Tradicional brilha na abertura do Festival de Cirandas 2019

Com muitas estreias, ciranda se reinventa na arena e sua apresentação empolga seus torcedores.


#nahora

Por Érisson Araújo - Manacapuru/AM

Fotos: Félix Coelho


Quem conhece os bastidores da ciranda , sabe das dificuldades que é colocar a agremiação na arena. E esse ano não foi diferente, os desafios pareciam incalculáveis para que a Tradicional fizesse sua apresentação. Mas ao contrário de que se viu em tempos passados, nada de choradeira de ciranda coitadinha de “fundo de quintal”, o que a Tradicional mostrou foi uma apresentação limpa, digna e muito comprometida.


Foi um ano de estreia, mas os itens da Tradicional mostraram que quando a batuque do atabaque e o choro do cavaquinho começam a soar com as cirandadas, o coração ferve e a dança flui, e foi assim.

Apresentações


Mailyn Menezes que chegou na arena nas asas de um gavião pousou no meio do cordão para assim que a Cirandeira Bela fizesse sua evolução e olha que o público vibrou muito com ela. “Eu estou muito emocionada porque a Tradicional fez aquilo que se propôs, uma apresentação muito digna”. Disse Mailyn.


Outro show de bailado ficou por conta de Ana Pétit, carregada por um beija flor até a arena, mas foi no chão que ela mostrou competência, e cirandou como se já tivesse nascido no cordão de cirandeiros. Sem contar a beleza de um sorriso espontâneo que encantou os presentes.

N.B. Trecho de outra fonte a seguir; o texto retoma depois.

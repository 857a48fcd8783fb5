//! Safety scheduler: critical-band refusal, daily-limit splitting and the
//! alkalinity pH guard.

use crate::parameter::ChemicalParameter;
use crate::reference::{ParameterSpec, SafetyPolicy};
use crate::status::Warning;

/// Slack for ratios that land a hair above an integer (2.8 / 1.4 = 2.0000000000000004).
const RATIO_EPSILON: f64 = 1e-9;

/// Dosing schedule for a positive gap.
#[derive(Debug, Clone, PartialEq)]
pub struct Schedule {
    /// Always >= 1.
    pub day_count: u32,
    pub daily_volume_ml: f64,
    pub ph_widened: bool,
    pub warnings: Vec<Warning>,
}

#[inline]
fn ceil_days(x: f64) -> u32 {
    // `as` saturates, so absurd ratios clamp to u32::MAX instead of wrapping.
    (x - RATIO_EPSILON).ceil().max(1.0) as u32
}

/// Days needed to move `|gap|` without exceeding `max_daily_change` per day. Minimum 1.
pub fn base_days(gap: f64, max_daily_change: f64) -> u32 {
    ceil_days(gap.abs() / max_daily_change)
}

/// `max(days, ceil(days * factor))`.
pub fn widen_days(days: u32, factor: f64) -> u32 {
    days.max(ceil_days(f64::from(days) * factor))
}

/// Decide whether dosing must be refused before any dose is computed.
///
/// Returns the warning to surface when the current reading sits outside the
/// critical band, or when pH is at or above the abort limit for alkalinity.
pub fn check_safe_range(
    parameter: ChemicalParameter,
    current: f64,
    spec: &ParameterSpec,
    ph: Option<f64>,
    policy: &SafetyPolicy,
) -> Option<Warning> {
    if !spec.in_critical_band(current) {
        return Some(Warning::CriticalReading {
            parameter,
            current,
            low: spec.critical_low,
            high: spec.critical_high,
            unit: parameter.canonical_unit(),
        });
    }
    match ph {
        Some(ph) if parameter == ChemicalParameter::Alkalinity && ph >= policy.ph_abort => {
            Some(Warning::PhAbort {
                ph,
                limit: policy.ph_abort,
            })
        }
        _ => None,
    }
}

/// Spread `total_ml` over enough days to respect the daily limit, widening
/// further for alkalinity at elevated pH.
pub fn schedule(
    parameter: ChemicalParameter,
    gap: f64,
    total_ml: f64,
    spec: &ParameterSpec,
    ph: Option<f64>,
    policy: &SafetyPolicy,
) -> Schedule {
    let mut days = base_days(gap, spec.max_daily_change);
    let mut warnings = Vec::new();

    let ph_widened = match ph {
        Some(ph) if parameter == ChemicalParameter::Alkalinity && ph >= policy.ph_caution => {
            days = widen_days(days, policy.ph_caution_factor);
            warnings.push(Warning::HighPhCaution {
                ph,
                threshold: policy.ph_caution,
                factor: policy.ph_caution_factor,
            });
            true
        }
        _ => false,
    };

    if days > 1 {
        warnings.push(Warning::SpreadOverDays {
            days,
            max_daily_change: spec.max_daily_change,
            unit: parameter.canonical_unit(),
        });
    }

    Schedule {
        day_count: days,
        daily_volume_ml: total_ml / f64::from(days),
        ph_widened,
        warnings,
    }
}
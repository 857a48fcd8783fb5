//! Tracing setup: console layer on stderr plus an optional JSON file sink.

use std::path::Path;

use eyre::{WrapErr, eyre};
use tracing_appender::non_blocking::WorkerGuard;
use tracing_subscriber::{EnvFilter, Layer, Registry, fmt, layer::SubscriberExt, util::SubscriberInitExt};

const DEFAULT_LEVEL: &str = "warn";

/// Level precedence: `RUST_LOG`, then `--log-level`, then `[logging].level`.
fn env_filter(cli_level: Option<&str>, cfg_level: Option<&str>) -> eyre::Result<EnvFilter> {
    if let Ok(f) = EnvFilter::try_from_default_env() {
        return Ok(f);
    }
    let level = cli_level.or(cfg_level).unwrap_or(DEFAULT_LEVEL);
    EnvFilter::try_new(level).map_err(|e| eyre!("invalid log level '{level}': {e}"))
}

/// The returned guard flushes the file sink on drop; hold it until exit.
pub fn init_tracing(
    cli_level: Option<&str>,
    json: bool,
    cfg: &reef_config::Logging,
) -> eyre::Result<Option<WorkerGuard>> {
    let filter = env_filter(cli_level, cfg.level.as_deref())?;
    let mut layers: Vec<Box<dyn Layer<Registry> + Send + Sync>> = Vec::new();
    let mut guard = None;

    let console = fmt::layer().with_writer(std::io::stderr).with_target(false);
    if json {
        layers.push(console.json().boxed());
    } else {
        layers.push(console.compact().boxed());
    }

    if let Some(file) = cfg.file.as_deref() {
        let path = Path::new(file);
        let dir = path
            .parent()
            .filter(|p| !p.as_os_str().is_empty())
            .unwrap_or_else(|| Path::new("."));
        std::fs::create_dir_all(dir)
            .wrap_err_with(|| format!("create log directory {}", dir.display()))?;
        let name = path
            .file_name()
            .ok_or_else(|| eyre!("logging.file has no file name: {file}"))?;
        let appender = match cfg.rotation.as_deref() {
            Some("daily") => tracing_appender::rolling::daily(dir, name),
            Some("hourly") => tracing_appender::rolling::hourly(dir, name),
            _ => tracing_appender::rolling::never(dir, name),
        };
        let (writer, file_guard) = tracing_appender::non_blocking(appender);
        guard = Some(file_guard);
        layers.push(
            fmt::layer()
                .json()
                .with_ansi(false)
                .with_writer(writer)
                .boxed(),
        );
    }

    tracing_subscriber::registry()
        .with(layers)
        .with(filter)
        .try_init()
        .map_err(|e| eyre!("init tracing: {e}"))?;
    Ok(guard)
}
#![no_main]
use libfuzzer_sys::fuzz_target;

fuzz_target!(|data: &str| {
    // TOML that parses must validate and build a table without panicking.
    let Ok(cfg) = toml::from_str::<reef_config::Config>(data) else {
        return;
    };
    let validated = cfg.validate().is_ok();
    let built = reef_core::ReferenceTable::try_from(&cfg);
    // A config that passes validation must always produce a table.
    if validated {
        assert!(built.is_ok(), "validated config rejected: {built:?}");
    }
});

A Porta-Cores da Tradicional veio representando Iara, a mãe d’água, e com toda malevolência das ondas de nossos rios, Vanessa Costa, impôs respeito carregando o estandarte com as cores da Tradicional.



A apresentação foi também um momento de celebrar homenagens, como na abertura do Cordão de Entrada com a participação nobre de Arlindo Junior, e ainda na representação de Santos Dumont e o 14 bis, que deu ao homem a realização do sonho de voar, Dumont se transformou em seu Manelinho Cirandeiro, outra inovação da Tradicional, assim com a jovem Mãe-Benta, que lindamente cirandeou no Parque do Ingá.


Os demais itens da ciranda, como apresentador, defendido por Fabiano Neves que este ano assinou o projeto do tema como cirandista e Bruno Souza, o cantador, tiveram problemas com a sonorização, mas nem por isso deixaram de fazer seu melhor na arena.


O famoso e polêmico Rio Voador, foi personificado na bela apresentação da Constância Meyre Matos.


As expectativas dos integrantes da ciranda agora é pela notas dos jurados, mas tem gente confiante que o título vai para a Terra Preta.


“Foi um ano de dificuldades mas à Tradicional mostrou seu melhor dentro de nossas condições e eu não tenho dúvidas que esse título vem esse ano, e que nos vamos comemorar essa vitória no Bairro de Terra Preta”. Finalizou Magal Pinheiro, presidente da Tradicional.


Hoje será a vez da Ciranda Flor Matizada e amanhã a Guerreiros Mura encerra o festival.